善夫先哲之言也,曰:自勝之為強。凡一私人之治身也,蓋未有不以省克為自立之基者。輕浮者而不能自克以進於沉實,巽懦者而不能自克以進於剛強,怠荒者而不能自克以進於勤慎,以此立於世,未有不為人役者也。夫國亦何莫不然。大憝蟠於朝寧,不能鋤而去之,而謂可以禦寇於境外,伊古以來,未之前聞。此如一家主人,常受制於悍仆,欲免鄰里之淩蔑豈可得哉?以如此之國民,則雖絕無敵國外患,亦必魚爛於內而莫之救,此如積年瘵疾者,不必冒風寒然後致死也。以如此之國民,正白拉安所謂理合永為奴隸自業自得者也。而猶仰首伸眉以言對外,則亦為外人笑而已矣。

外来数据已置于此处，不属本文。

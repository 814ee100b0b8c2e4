//! Service layer for the expense tracker
//!
//! Stateful collaborators around the pure query engine: the contact book
//! and the expense draft submission protocol.

pub mod contact;
pub mod expense;

pub use contact::ContactBook;
pub use expense::ExpenseDraft;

然與國民言對外,則動聽甚易;與言對內,則動聽甚難者。斯亦有故。(第一)外侮之相加,其事件常為具體的,強訂一條約也,割一地也,奪一路掠一礦也,皆有確實顯著之一跡象予人以共見者也。故稍有血氣者,無待思索,而可以立生其義憤。政府之稔惡,其事件常為抽象的。每一惡政,出之者為何人?成之者為何人?常迷離惝恍而不得主名。故民聽易惑,而惡政結果之及於吾民之身也,恒幾經曲折,非稍具常識者,不能明其因果關係也。(第二)外侮相加,恒予吾民以新苦痛;政府為惡,則相沿已久。人民於惡現象之驟現者,則驚而惡之;其習之久者,則相忘而莫之察也。(第三)對外運動,常為間接的。苟非蠻橫如義和團者,決不肯以無意識之排外見諸事實(即義和團亦由有政府嗾於其後耳,否則此運動豈能成為事實哉)。欲見諸事實,仍不得不賴國家機關之力。故其與敵交綏,終無其期。此如去敵營百里,呐喊呼殺,不必勇者然後能之也。對內運動,則常為直接的。動則須與政府短兵相接,性命相搏;而政府亦感其直接不利於己,則或以威逼之,或以利誘之,自非極強毅之人,未或能持久也。坐是之故,則國民輕於言對外而憚於言對內亦宜。

雖然,知具體的新害,而不知抽象的舊害,是智識低下之表征也;敢於為間接的運動,而不敢為直接的運動,是誌行薄弱之表征也。二者有一於此,國其何以競?吾願我國民之深有所自省而已。